To activate that environment, add two lines into your bash code executed by the target:

    eval "$(conda shell.bash hook)" 
    conda activate tools_environment

For example:

from gwf import Workflow

gwf = Workflow(defaults={'account': 'your_project'})

## A target doing FastQC on a file
gwf.target('FastQC', 
           cores=1,
           memory='8gb',
           walltime='00:05:00', 
           inputs=['data/SRR2584863_1.fastq.gz'], 
           outputs=['data/SRR2584863_1_fastqc.html', 
                    'data/SRR2584863_1_fastqc.zip']) << """ 
eval "$(conda shell.bash hook)" 
conda activate tools_environment
fastqc data/SRR2584863_1.fastq.gz
"""

Use templates

You can define templates in your workflow, or in a separate file called for example templates.py.

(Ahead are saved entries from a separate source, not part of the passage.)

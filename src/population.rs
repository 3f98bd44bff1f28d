//! The population and household tables.
//!
//! Both tables are read-only inputs. People are looked up by [`PersonId`]; ids do not have to
//! be contiguous, but each must be unique. Positions in the table (the order people were
//! given in) are what random draws over the whole population index into.
use std::fmt::{self, Display};

use indexmap::IndexMap;
use serde::{Deserialize, Serialize};
use strum::{EnumIter, IntoEnumIterator};

use crate::error::EpiError;
use crate::{HashMap, HashMapExt};

#[derive(Copy, Clone, Debug, PartialEq, Eq, PartialOrd, Ord, Hash, Serialize, Deserialize)]
#[serde(transparent)]
pub struct PersonId(pub usize);

impl Display for PersonId {
    fn fmt(&self, f: &mut fmt::Formatter<'_>) -> fmt::Result {
        write!(f, "{}", self.0)
    }
}

#[derive(Copy, Clone, Debug, PartialEq, Eq, PartialOrd, Ord, Hash, Serialize, Deserialize)]
#[serde(transparent)]
pub struct HouseholdId(pub u64);

impl Display for HouseholdId {
    fn fmt(&self, f: &mut fmt::Formatter<'_>) -> fmt::Result {
        write!(f, "{}", self.0)
    }
}

/// Expected case severity, drawn once per person.
#[derive(
    Copy,
    Clone,
    Debug,
    PartialEq,
    Eq,
    PartialOrd,
    Ord,
    Hash,
    Serialize,
    Deserialize,
    EnumIter,
    strum::Display,
)]
#[serde(rename_all = "snake_case")]
#[strum(serialize_all = "snake_case")]
pub enum Severity {
    Asymptomatic,
    Mild,
    Severe,
    Critical,
}

impl Severity {
    /// Severe and critical cases are the ones that reach hospital.
    #[must_use]
    pub fn is_hospitalized(self) -> bool {
        matches!(self, Severity::Severe | Severity::Critical)
    }

    /// All severities in table order.
    pub fn all() -> impl Iterator<Item = Severity> {
        Severity::iter()
    }
}

/// One row of the population table.
#[derive(Debug, Clone, PartialEq, Serialize, Deserialize)]
pub struct Person {
    pub id: PersonId,
    pub household_id: HouseholdId,
    #[serde(default)]
    pub uses_transport: bool,
    #[serde(default)]
    pub employed: bool,
    /// Precomputed severity; drawn from the case-severity distribution when absent.
    #[serde(default)]
    pub expected_case_severity: Option<Severity>,
}

impl Person {
    #[must_use]
    pub fn new(id: usize, household_id: u64) -> Self {
        Person {
            id: PersonId(id),
            household_id: HouseholdId(household_id),
            uses_transport: false,
            employed: false,
            expected_case_severity: None,
        }
    }
}

pub struct Population {
    people: Vec<Person>,
    positions: HashMap<PersonId, usize>,
}

impl Population {
    /// Builds the table, rejecting duplicate ids.
    pub fn new(people: Vec<Person>) -> Result<Self, EpiError> {
        let mut positions = HashMap::with_capacity(people.len());
        for (position, person) in people.iter().enumerate() {
            if positions.insert(person.id, position).is_some() {
                return Err(EpiError::InvalidParameter(format!(
                    "person {} appears twice in the population",
                    person.id
                )));
            }
        }
        Ok(Population { people, positions })
    }

    #[must_use]
    pub fn len(&self) -> usize {
        self.people.len()
    }

    #[must_use]
    pub fn is_empty(&self) -> bool {
        self.people.is_empty()
    }

    #[must_use]
    pub fn get(&self, person_id: PersonId) -> Option<&Person> {
        self.position(person_id).map(|position| &self.people[position])
    }

    #[must_use]
    pub fn contains(&self, person_id: PersonId) -> bool {
        self.positions.contains_key(&person_id)
    }

    #[must_use]
    pub fn position(&self, person_id: PersonId) -> Option<usize> {
        self.positions.get(&person_id).copied()
    }

    /// The person at `position` in table order. Panics if out of range.
    #[must_use]
    pub fn at(&self, position: usize) -> &Person {
        &self.people[position]
    }

    pub fn iter(&self) -> impl Iterator<Item = &Person> {
        self.people.iter()
    }
}

/// Household id to member ids. Only used to restrict the household kernel's candidates.
#[derive(Debug, Clone, Default, PartialEq, Serialize, Deserialize)]
#[serde(transparent)]
pub struct Households {
    members: IndexMap<HouseholdId, Vec<PersonId>>,
}

impl Households {
    #[must_use]
    pub fn new(members: IndexMap<HouseholdId, Vec<PersonId>>) -> Self {
        Households { members }
    }

    /// Groups people by their household id, in order of first appearance.
    #[must_use]
    pub fn from_population(population: &Population) -> Self {
        let mut members: IndexMap<HouseholdId, Vec<PersonId>> = IndexMap::new();
        for person in population.iter() {
            members
                .entry(person.household_id)
                .or_default()
                .push(person.id);
        }
        Households { members }
    }

    #[must_use]
    pub fn members(&self, household_id: HouseholdId) -> &[PersonId] {
        self.members.get(&household_id).map_or(&[], Vec::as_slice)
    }

    #[must_use]
    pub fn len(&self) -> usize {
        self.members.len()
    }

    #[must_use]
    pub fn is_empty(&self) -> bool {
        self.members.is_empty()
    }

    pub fn iter(&self) -> impl Iterator<Item = (&HouseholdId, &Vec<PersonId>)> {
        self.members.iter()
    }

    /// Every member must be in the population, and every person's household must exist.
    pub fn validate(&self, population: &Population) -> Result<(), EpiError> {
        if let Some(unknown) = self
            .members
            .values()
            .flatten()
            .find(|person_id| !population.contains(**person_id))
        {
            return Err(EpiError::UnknownPerson(*unknown));
        }
        if let Some(person) = population
            .iter()
            .find(|person| !self.members.contains_key(&person.household_id))
        {
            return Err(EpiError::InvalidParameter(format!(
                "household {} of person {} is not in the household table",
                person.household_id, person.id
            )));
        }
        Ok(())
    }
}

#[cfg(test)]
mod tests {
    use super::*;

    fn people() -> Vec<Person> {
        vec![
            Person::new(10, 1),
            Person::new(11, 2),
            Person::new(12, 1),
            Person::new(13, 3),
        ]
    }

    #[test]
    fn lookup_by_id_and_position() {
        let population = Population::new(people()).unwrap();
        assert_eq!(population.len(), 4);
        assert_eq!(population.position(PersonId(12)), Some(2));
        assert_eq!(population.at(3).id, PersonId(13));
        assert!(population.get(PersonId(0)).is_none());
    }

    #[test]
    fn duplicate_ids_are_rejected() {
        let mut people = people();
        people.push(Person::new(10, 4));
        assert!(matches!(
            Population::new(people),
            Err(EpiError::InvalidParameter(_))
        ));
    }

    #[test]
    fn households_group_in_first_appearance_order() {
        let population = Population::new(people()).unwrap();
        let households = Households::from_population(&population);
        assert_eq!(households.len(), 3);
        assert_eq!(
            households.members(HouseholdId(1)),
            &[PersonId(10), PersonId(12)]
        );
        let order: Vec<_> = households.iter().map(|(id, _)| *id).collect();
        assert_eq!(order, vec![HouseholdId(1), HouseholdId(2), HouseholdId(3)]);
        assert!(households.members(HouseholdId(99)).is_empty());
        households.validate(&population).unwrap();
    }

    #[test]
    fn household_table_must_match_population() {
        let population = Population::new(people()).unwrap();
        let mut members = IndexMap::new();
        members.insert(HouseholdId(1), vec![PersonId(10), PersonId(99)]);
        assert!(matches!(
            Households::new(members).validate(&population),
            Err(EpiError::UnknownPerson(PersonId(99)))
        ));

        let mut members = IndexMap::new();
        members.insert(HouseholdId(1), vec![PersonId(10), PersonId(12)]);
        assert!(matches!(
            Households::new(members).validate(&population),
            Err(EpiError::InvalidParameter(_))
        ));
    }

    #[test]
    fn severity_names_and_order() {
        let names: Vec<String> = Severity::all().map(|s| s.to_string()).collect();
        assert_eq!(names, vec!["asymptomatic", "mild", "severe", "critical"]);
        assert!(Severity::Critical.is_hospitalized());
        assert!(!Severity::Mild.is_hospitalized());
        let parsed: Severity = serde_json::from_str("\"severe\"").unwrap();
        assert_eq!(parsed, Severity::Severe);
    }
}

A template for the FastQC target could be

def fastqc(input="", cores=1, memory='8gb', walltime='00:05:00'):
    """A template for fastqc"""
    inputs = [f'{input}.fastq.gz']
    outputs = [f'{input}_fastqc.zip',f'{input}_fastqc.html']
    options = {
        'cores': cores,
        'memory': memory,
        'walltime': walltime
    }

    spec = '''
    fastqc {input}
    '''.format(input=inputs[0])

    return AnonymousTarget(inputs=inputs, outputs=outputs, options=options, spec=spec)

the workflow file contains now import to import the template, and uses it afterwards to define a target:

from gwf import Workflow
import template

gwf = Workflow(defaults={'account': 'your_project'})

## A target doing FastQC on a file

gwf.target_from_template(
    name='fastqc_from_template',
    template=fastqc(input='data/SRR2584863_1'))

Add new files after running a workflow

If you add new data files and your workflow reads which files there are automatically, creating corresponding targets, then adding new files will update your workflow with new targets to be executed.

 

Example: adding new fastq.gz files in the data folder of this workshop will update the workflow adding new steps and rendering others from completed to shouldrun.